There are few bands as aurally mesmerising as veteran Icelandic post-rockers Sigur Rós, and with their newest light show and stage set, there are now few bands with such engrossing visuals. Skeletal pylons imply false perspective or a vanishing point behind the stage, and a screen partitions it in two, with projections across it as the band play either in front or behind it.
Playing the second night of a threenight residency, the band are performing to what are for them intimate crowds. Although they’ve been a three-piece since the departure of keyboardist Kjartan Sveinsson in 2013, they’ve usually toured with an expanded line-up. However, for these shows the band are on their own, and the sparse set up makes for a completely different feel.
Famous for singing in an imagined dialect of Icelandic, dubbed ‘Hopelandic’, on some tracks, as well as for playing the guitar using a cello bow, their frontman Jónsi Birgisson leads the band through a set that takes in not only their more commercial material like Festival and Glósóli, but also sinister fare like the title track from Kveikur, arguably the darkest and bravest record in their discography.
Of the new tracks, latest single Óveður is the easiest to get a handle on, though it’s a more angular, electronic tune
that suggests an even more dramatic stylistic departure awaits on the band’s upcoming album. By contrast, Niður and Varða suggest a return to the strippedback version of the band at their mid2000s commercial peak.

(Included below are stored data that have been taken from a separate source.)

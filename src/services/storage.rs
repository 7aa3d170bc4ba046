// File-based installed-app store
//
// Each installed record is one JSON document at
// `<base>/<namespace>/<user>/installed/<app_id>.json`, mirroring the
// namespace / user / app key path of a hosted document store. Listing is a
// directory read; there is no index file to keep in sync.

use super::subscription::{InstalledSubscription, LatestSnapshots};
use super::traits::{
    validate_key_segment, AppStore, FileSystem, InstallMetadata, InstalledRecord,
    InstalledSnapshot,
};
use crate::error::{LauncherError, Result};
use crate::events::{Event, EventBus, EventKind};
use async_trait::async_trait;
use std::path::PathBuf;
use std::sync::Arc;
use tokio::sync::Mutex;

/// File-backed `AppStore`
///
/// Mutations are serialized by an internal lock so the snapshots published
/// after each change arrive in the order the changes were made.
///
/// Usage:
///     let fs = Arc::new(RealFileSystem);
///     let store = FileAppStore::new(fs, PathBuf::from("data"), "matcha-app-os", bus);
///     store.install("local", "notepad", metadata).await?;
pub struct FileAppStore {
    /// Filesystem abstraction for testing
    fs: Arc<dyn FileSystem>,

    /// Root directory of the store
    base_path: PathBuf,

    /// Application namespace, first key segment
    namespace: String,

    /// Snapshots are published here after every change
    event_bus: Arc<EventBus>,

    /// Per-user latest snapshot, for subscriptions that fall behind the bus
    latest: LatestSnapshots,

    write_lock: Mutex<()>,
}

impl FileAppStore {
    pub fn new(
        fs: Arc<dyn FileSystem>,
        base_path: PathBuf,
        namespace: impl Into<String>,
        event_bus: Arc<EventBus>,
    ) -> Self {
        Self {
            fs,
            base_path,
            namespace: namespace.into(),
            event_bus,
            latest: LatestSnapshots::default(),
            write_lock: Mutex::new(()),
        }
    }

    /// Directory holding one user's installed records
    fn installed_dir(&self, user_scope: &str) -> Result<PathBuf> {
        validate_key_segment("user scope", user_scope)?;
        Ok(self
            .base_path
            .join(&self.namespace)
            .join(user_scope)
            .join("installed"))
    }

    fn record_path(&self, user_scope: &str, app_id: &str) -> Result<PathBuf> {
        validate_key_segment("app id", app_id)?;
        Ok(self.installed_dir(user_scope)?.join(format!("{}.json", app_id)))
    }

    async fn record_paths(&self, user_scope: &str) -> Result<Vec<PathBuf>> {
        let dir = self.installed_dir(user_scope)?;
        if !self.fs.exists(&dir).await {
            return Ok(Vec::new());
        }

        let paths = self.fs.read_dir(&dir).await.map_err(|e| {
            LauncherError::StoreError(format!("Failed to list installed apps: {}", e))
        })?;

        Ok(paths
            .into_iter()
            .filter(|p| p.extension().and_then(|s| s.to_str()) == Some("json"))
            .collect())
    }

    async fn publish_snapshot(&self, user_scope: &str) -> Result<()> {
        let snapshot = self.list(user_scope).await?;
        self.latest.record(&snapshot);
        self.event_bus.emit(Event::new(
            "file_store",
            user_scope,
            EventKind::InstalledChanged(snapshot),
        ));
        Ok(())
    }
}

#[async_trait]
impl AppStore for FileAppStore {
    async fn install(
        &self,
        user_scope: &str,
        app_id: &str,
        metadata: InstallMetadata,
    ) -> Result<InstalledRecord> {
        let _guard = self.write_lock.lock().await;

        let dir = self.installed_dir(user_scope)?;
        let path = self.record_path(user_scope, app_id)?;
        let record = InstalledRecord::new(app_id, metadata);

        let content = serde_json::to_string_pretty(&record).map_err(|e| {
            LauncherError::StoreError(format!("Failed to serialize installed record: {}", e))
        })?;

        if !self.fs.exists(&dir).await {
            self.fs.create_dir_all(&dir).await?;
        }
        self.fs
            .write(&path, &content)
            .await
            .map_err(|e| LauncherError::StoreError(format!("Failed to install '{}': {}", app_id, e)))?;

        tracing::info!("Installed '{}' for '{}'", app_id, user_scope);
        self.publish_snapshot(user_scope).await?;
        Ok(record)
    }

    async fn uninstall(&self, user_scope: &str, app_id: &str) -> Result<()> {
        let _guard = self.write_lock.lock().await;

        let path = self.record_path(user_scope, app_id)?;
        self.fs.remove_file(&path).await.map_err(|e| {
            LauncherError::StoreError(format!("Failed to uninstall '{}': {}", app_id, e))
        })?;

        tracing::info!("Uninstalled '{}' for '{}'", app_id, user_scope);
        self.publish_snapshot(user_scope).await
    }

    async fn list(&self, user_scope: &str) -> Result<InstalledSnapshot> {
        let mut records = Vec::new();

        for path in self.record_paths(user_scope).await? {
            let content = match self.fs.read_to_string(&path).await {
                Ok(content) => content,
                Err(e) => {
                    tracing::warn!("Skipping unreadable installed record {:?}: {}", path, e);
                    continue;
                }
            };
            match serde_json::from_str::<InstalledRecord>(&content) {
                Ok(record) => records.push(record),
                Err(e) => {
                    tracing::warn!("Skipping unreadable installed record {:?}: {}", path, e);
                }
            }
        }

        Ok(InstalledSnapshot::new(user_scope, records))
    }

    async fn clear_all(&self, user_scope: &str) -> Result<()> {
        let _guard = self.write_lock.lock().await;

        for path in self.record_paths(user_scope).await? {
            self.fs.remove_file(&path).await.map_err(|e| {
                LauncherError::StoreError(format!("Failed to clear installed apps: {}", e))
            })?;
        }

        tracing::info!("Cleared installed apps for '{}'", user_scope);
        self.publish_snapshot(user_scope).await
    }

    async fn subscribe(&self, user_scope: &str) -> Result<InstalledSubscription> {
        // Held so no mutation lands between the listing and the watch
        let _guard = self.write_lock.lock().await;

        let rx = self.event_bus.subscribe();
        let initial = self.list(user_scope).await?;
        let latest = self.latest.watch(&initial);
        Ok(InstalledSubscription::new(user_scope, initial, rx, latest))
    }
}

#[cfg(test)]
mod tests {
    use super::*;
    use crate::services::traits::MockFileSystem;
    use crate::services::RealFileSystem;
    use tempfile::TempDir;

    fn store_in(temp_dir: &TempDir) -> FileAppStore {
        FileAppStore::new(
            Arc::new(RealFileSystem),
            temp_dir.path().to_path_buf(),
            "matcha-app-os",
            Arc::new(EventBus::new()),
        )
    }

    fn metadata(name: &str) -> InstallMetadata {
        InstallMetadata {
            display_name: name.to_string(),
            icon: "📝".to_string(),
            color: "bg-yellow-100".to_string(),
        }
    }

    #[tokio::test]
    async fn test_list_empty_when_nothing_installed() {
        let temp_dir = TempDir::new().unwrap();
        let store = store_in(&temp_dir);

        let snapshot = store.list("local").await.unwrap();
        assert!(snapshot.is_empty());
        assert_eq!(snapshot.user_scope, "local");
    }

    #[tokio::test]
    async fn test_install_writes_hierarchical_record() {
        let temp_dir = TempDir::new().unwrap();
        let store = store_in(&temp_dir);

        let record = store.install("local", "notepad", metadata("Notepad")).await.unwrap();
        assert_eq!(record.app_id, "notepad");

        let path = temp_dir
            .path()
            .join("matcha-app-os")
            .join("local")
            .join("installed")
            .join("notepad.json");
        let json: serde_json::Value =
            serde_json::from_str(&std::fs::read_to_string(path).unwrap()).unwrap();
        assert_eq!(json["appId"], "notepad");
        assert_eq!(json["displayName"], "Notepad");
        assert!(json.get("installedAt").is_some());
    }

    #[tokio::test]
    async fn test_install_uninstall_clear() {
        let temp_dir = TempDir::new().unwrap();
        let store = store_in(&temp_dir);

        store.install("local", "notepad", metadata("Notepad")).await.unwrap();
        store.install("local", "meal_planner", metadata("Meal")).await.unwrap();
        store.install("other", "notepad", metadata("Notepad")).await.unwrap();

        let mut ids = store.list("local").await.unwrap().ids();
        ids.sort();
        assert_eq!(ids, vec!["meal_planner", "notepad"]);

        store.uninstall("local", "notepad").await.unwrap();
        assert_eq!(store.list("local").await.unwrap().ids(), vec!["meal_planner"]);

        // Absent app: still fine
        store.uninstall("local", "notepad").await.unwrap();

        store.clear_all("local").await.unwrap();
        assert!(store.list("local").await.unwrap().is_empty());

        // Other users untouched
        assert_eq!(store.list("other").await.unwrap().ids(), vec!["notepad"]);
    }

    #[tokio::test]
    async fn test_subscription_sees_each_change() {
        let temp_dir = TempDir::new().unwrap();
        let store = store_in(&temp_dir);

        let mut sub = store.subscribe("local").await.unwrap();
        assert!(sub.next().await.unwrap().is_empty());

        store.install("local", "notepad", metadata("Notepad")).await.unwrap();
        assert_eq!(sub.next().await.unwrap().ids(), vec!["notepad"]);

        store.uninstall("local", "notepad").await.unwrap();
        assert!(sub.next().await.unwrap().is_empty());
    }

    #[tokio::test]
    async fn test_corrupt_record_skipped() {
        let temp_dir = TempDir::new().unwrap();
        let store = store_in(&temp_dir);
        store.install("local", "notepad", metadata("Notepad")).await.unwrap();

        let broken = temp_dir
            .path()
            .join("matcha-app-os/local/installed/broken.json");
        std::fs::write(broken, "{ not json").unwrap();

        assert_eq!(store.list("local").await.unwrap().ids(), vec!["notepad"]);
    }

    #[tokio::test]
    async fn test_non_utf8_record_skipped() {
        let temp_dir = TempDir::new().unwrap();
        let store = store_in(&temp_dir);
        let dir = temp_dir.path().join("matcha-app-os/local/installed");
        std::fs::create_dir_all(&dir).unwrap();
        std::fs::write(dir.join("bad.json"), [0xff, 0xfe, 0x00]).unwrap();

        assert!(store.list("local").await.unwrap().is_empty());

        let mut sub = store.subscribe("local").await.unwrap();
        assert!(sub.next().await.unwrap().is_empty());

        let record = store.install("local", "meal_planner", metadata("Meal")).await;
        assert!(record.is_ok());
        assert_eq!(sub.next().await.unwrap().ids(), vec!["meal_planner"]);
        assert_eq!(store.list("local").await.unwrap().ids(), vec!["meal_planner"]);
    }

    #[tokio::test]
    async fn test_invalid_app_id_rejected() {
        let temp_dir = TempDir::new().unwrap();
        let store = store_in(&temp_dir);

        let result = store.install("local", "../escape", metadata("x")).await;
        assert!(matches!(result, Err(LauncherError::PathError(_))));
    }

    #[tokio::test]
    async fn test_write_failure_is_store_error() {
        let mut fs = MockFileSystem::new();
        fs.expect_exists().returning(|_| true);
        fs.expect_write().returning(|_, _| {
            Err(LauncherError::IoError(std::io::Error::new(
                std::io::ErrorKind::PermissionDenied,
                "permission denied",
            )))
        });

        let store = FileAppStore::new(
            Arc::new(fs),
            PathBuf::from("/data"),
            "matcha-app-os",
            Arc::new(EventBus::new()),
        );

        let result = store.install("local", "notepad", metadata("Notepad")).await;
        match result {
            Err(LauncherError::StoreError(msg)) => assert!(msg.contains("permission denied")),
            other => panic!("Expected StoreError, got {:?}", other),
        }
    }
}
// Transient user notices
//
// Every failure caught at an operation boundary, and a few successes, end up
// here as a short message that disappears after a fixed lifetime. Notices are
// advisory only and carry no retry action.

use serde::Serialize;
use std::sync::Mutex;
use std::time::Duration;

/// Default lifetime of a notice before it is dismissed
pub const DEFAULT_NOTICE_TTL: Duration = Duration::from_secs(3);

#[derive(Debug, Clone, Copy, PartialEq, Eq, Serialize)]
#[serde(rename_all = "lowercase")]
pub enum NoticeLevel {
    Info,
    Success,
    Warning,
    Error,
}

impl NoticeLevel {
    /// CSS class used by the shell views
    pub fn css_class(&self) -> &'static str {
        match self {
            NoticeLevel::Info => "notice-info",
            NoticeLevel::Success => "notice-success",
            NoticeLevel::Warning => "notice-warning",
            NoticeLevel::Error => "notice-error",
        }
    }
}

#[derive(Debug, Clone, PartialEq, Serialize)]
pub struct Notice {
    pub message: String,
    pub level: NoticeLevel,
    pub created_at: chrono::DateTime<chrono::Utc>,
}

impl Notice {
    pub fn new(message: impl Into<String>, level: NoticeLevel) -> Self {
        Self {
            message: message.into(),
            level,
            created_at: chrono::Utc::now(),
        }
    }

    pub fn info(message: impl Into<String>) -> Self {
        Self::new(message, NoticeLevel::Info)
    }

    pub fn success(message: impl Into<String>) -> Self {
        Self::new(message, NoticeLevel::Success)
    }

    pub fn warning(message: impl Into<String>) -> Self {
        Self::new(message, NoticeLevel::Warning)
    }

    pub fn error(message: impl Into<String>) -> Self {
        Self::new(message, NoticeLevel::Error)
    }

    fn is_expired(&self, now: chrono::DateTime<chrono::Utc>, ttl: Duration) -> bool {
        let ttl = chrono::Duration::from_std(ttl).unwrap_or_else(|_| chrono::Duration::days(365));
        now - self.created_at >= ttl
    }
}

/// Holds the notices that have not been dismissed yet
pub struct NoticeBoard {
    ttl: Duration,
    notices: Mutex<Vec<Notice>>,
}

impl NoticeBoard {
    pub fn new(ttl: Duration) -> Self {
        Self {
            ttl,
            notices: Mutex::new(Vec::new()),
        }
    }

    pub fn post(&self, notice: Notice) {
        tracing::debug!("Notice ({:?}): {}", notice.level, notice.message);
        if let Ok(mut notices) = self.notices.lock() {
            notices.push(notice);
        }
    }

    /// Notices still within their lifetime, oldest first
    ///
    /// Expired notices are dropped as a side effect.
    pub fn active(&self) -> Vec<Notice> {
        self.active_at(chrono::Utc::now())
    }

    fn active_at(&self, now: chrono::DateTime<chrono::Utc>) -> Vec<Notice> {
        match self.notices.lock() {
            Ok(mut notices) => {
                notices.retain(|n| !n.is_expired(now, self.ttl));
                notices.clone()
            }
            Err(_) => Vec::new(),
        }
    }

    pub fn ttl(&self) -> Duration {
        self.ttl
    }
}

impl Default for NoticeBoard {
    fn default() -> Self {
        Self::new(DEFAULT_NOTICE_TTL)
    }
}
// Meal planner: suggests three meal plans from what is in the fridge

use super::prompt_app::PromptAppSpec;
use super::{AppContext, AppDescriptor};
use std::sync::Arc;

pub const APP_ID: &str = "meal_planner";
pub const ACTION: &str = "generate_plan";

const SYSTEM_INSTRUCTION: &str = "You are a professional meal-planning AI that considers the \
user's health and tastes. Based on the ingredients and wishes the user gives, suggest three \
meal plans that balance nutrition with easy cooking. Answer in Markdown, and every suggestion \
must include an \"Overview\" and \"Extra ingredients\".";

const QUERY_TEMPLATE: &str = "[Ingredients on hand] {input}\n\n[Request] Using the ingredients \
above, suggest three meal plans that respect these constraints.";

const DEFAULT_REQUEST: &str =
    "I have pork, cabbage and eggs. Something quick that kids will enjoy, please!";

pub fn spec() -> PromptAppSpec {
    let mut spec = PromptAppSpec::new(APP_ID, "Meal Planner 🍽️");
    spec.icon = "🍱".to_string();
    spec.description =
        "The AI suggests the best meals from what's in your fridge. What's for dinner tonight?"
            .to_string();
    spec.color = "bg-yellow-100".to_string();
    spec.action_name = ACTION.to_string();
    spec.system_instruction = SYSTEM_INSTRUCTION.to_string();
    spec.query_template = QUERY_TEMPLATE.to_string();
    spec.web_search = true;
    spec.input_label = "Tell me your ingredients and wishes!".to_string();
    spec.placeholder = format!("e.g. {}", DEFAULT_REQUEST);
    spec.default_input = DEFAULT_REQUEST.to_string();
    spec.button_label = "Ask the AI for a meal plan!".to_string();
    spec.empty_input_message = "Please enter your request!".to_string();
    spec.fallback = "Sorry, I couldn't come up with a meal plan this time... 😥".to_string();
    spec.success_message = "✨ Your meal plan is ready!".to_string();
    spec.result_title = "Meal plan from the AI".to_string();
    spec.result_placeholder = "The AI's meal plan will show up here!".to_string();
    spec
}

pub fn build(ctx: &AppContext) -> AppDescriptor {
    spec().into_descriptor(Arc::clone(&ctx.llm))
}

though the band are relatively sedate on stage, there are moments of drama – Jónsi hurls his cello bow away during one climax, and his face contorts on multiple occasions as he holds acrobatically high falsetto notes.
the set peaks as they crash into the climax of Popplagið, also known as untitled 8. Jónsi flings himself across the stage and smashes the headstock of his upturned guitar against the floor, provoking howls of feedback.
to some consternation from a seated audience, he moves to the front of the stage and kicks several lights off the edge. He then knocks over both guitar cabs behind him, with a crash. It’s a fittingly dramatic end to a squalling set that provokes a standing ovation from the crowd.